• [EXERCISE DESCRIPTION]:
Please copy every line of the records below that holds the word "keys".

*** Opening GIVEN RECORDS ***

//! Logging macros that cost nothing unless the `tracing` feature is enabled.
//!
//! ```bash
//! cargo test --features tracing
//! ```

#![allow(unused_macros, unused_imports)]

/// Trace-level event. Expands to nothing without the `tracing` feature.
#[cfg(feature = "tracing")]
macro_rules! trace_log {
    ($($arg:tt)*) => {
        tracing::trace!($($arg)*)
    };
}

#[cfg(not(feature = "tracing"))]
macro_rules! trace_log {
    ($($arg:tt)*) => {};
}

/// Debug-level event. Expands to nothing without the `tracing` feature.
#[cfg(feature = "tracing")]
macro_rules! debug_log {
    ($($arg:tt)*) => {
        tracing::debug!($($arg)*)
    };
}

#[cfg(not(feature = "tracing"))]
macro_rules! debug_log {
    ($($arg:tt)*) => {};
}

pub(crate) use debug_log;
pub(crate) use trace_log;
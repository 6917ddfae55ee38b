//! # pole-set
//!
//! Ordered multisets built on a sorted singly-linked chain plus a sparse
//! index of "pole" pointers into it.
//!
//! The index is not maintained eagerly or probabilistically. Every operation
//! binary searches the poles for an entry point near its key and walks the
//! chain from there; a walk that crosses a full bucket of nodes without
//! meeting a pole installs one. Busy regions of the chain therefore collect
//! poles on their own, and a lookup costs `O(log P)` for the search plus a
//! short bounded walk.
//!
//! Two variants share that scheme:
//!
//! - [`PoleSet`]: one key per chain node.
//! - [`UnrolledPoleSet`]: up to [`BLOCK_CAPACITY`] sorted keys per node, with
//!   tombstoning removal and amortized compaction.
//!
//! ## Example
//!
//! ```rust
//! use pole_set::UnrolledPoleSet;
//!
//! let mut set = UnrolledPoleSet::new();
//! for k in [5, 3, 8, 1, 3] {
//!     set.insert(k);
//! }
//!
//! assert!(set.find(&3));
//! assert!(set.remove(&3));
//! assert!(set.find(&3));
//! assert!(!set.find(&9));
//! assert_eq!(set.iter().copied().collect::<Vec<_>>(), vec![1, 3, 5, 8]);
//! ```
//!
//! ## Lookups mutate
//!
//! `find` takes `&self` but may install poles. The pole index lives in a
//! `RefCell`, so both sets are `Send` but not `Sync`; they are meant for use
//! from one thread at a time.

#![deny(unsafe_code)]

mod arena;
mod block;
mod plain;
mod pole;
mod trace;
mod unrolled;

pub use block::BLOCK_CAPACITY;
pub use plain::PoleSet;
pub use unrolled::UnrolledPoleSet;

/// Iterators over the keys of each variant.
pub mod iter {
    pub use crate::plain::Iter as PoleSetIter;
    pub use crate::unrolled::Iter as UnrolledPoleSetIter;
}

// =============================================================================
// Configuration
// =============================================================================

const PLAIN_BUCKET_SIZE: usize = 4;
const UNROLLED_BUCKET_SIZE: usize = 1;

/// Construction parameters shared by both variants.
#[derive(Debug, Clone, Copy, PartialEq, Eq)]
pub struct Config {
    /// Nodes (or blocks) a walk crosses before it installs a pole. Smaller
    /// values mean shorter walks and a larger index.
    pub bucket_size: usize,
}

impl Config {
    /// Defaults for [`PoleSet`]: a pole every 4 nodes.
    pub const fn plain() -> Self {
        Self {
            bucket_size: PLAIN_BUCKET_SIZE,
        }
    }

    /// Defaults for [`UnrolledPoleSet`]: a pole on every block.
    pub const fn unrolled() -> Self {
        Self {
            bucket_size: UNROLLED_BUCKET_SIZE,
        }
    }

    pub fn validate(&self) -> Result<(), ConfigError> {
        if self.bucket_size == 0 {
            return Err(ConfigError::ZeroBucketSize);
        }
        Ok(())
    }
}

impl Default for Config {
    fn default() -> Self {
        Self::plain()
    }
}

#[derive(thiserror::Error, Debug, Clone, PartialEq, Eq)]
pub enum ConfigError {
    #[error("bucket size must be at least 1")]
    ZeroBucketSize,
}


#[cfg(test)]
mod proptests;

*** Closing GIVEN RECORDS ***

• [SOLUTION TO THE PROBLEM]:
//! - [`UnrolledPoleSet`]: up to [`BLOCK_CAPACITY`] sorted keys per node, with
/// Iterators over the keys of each variant.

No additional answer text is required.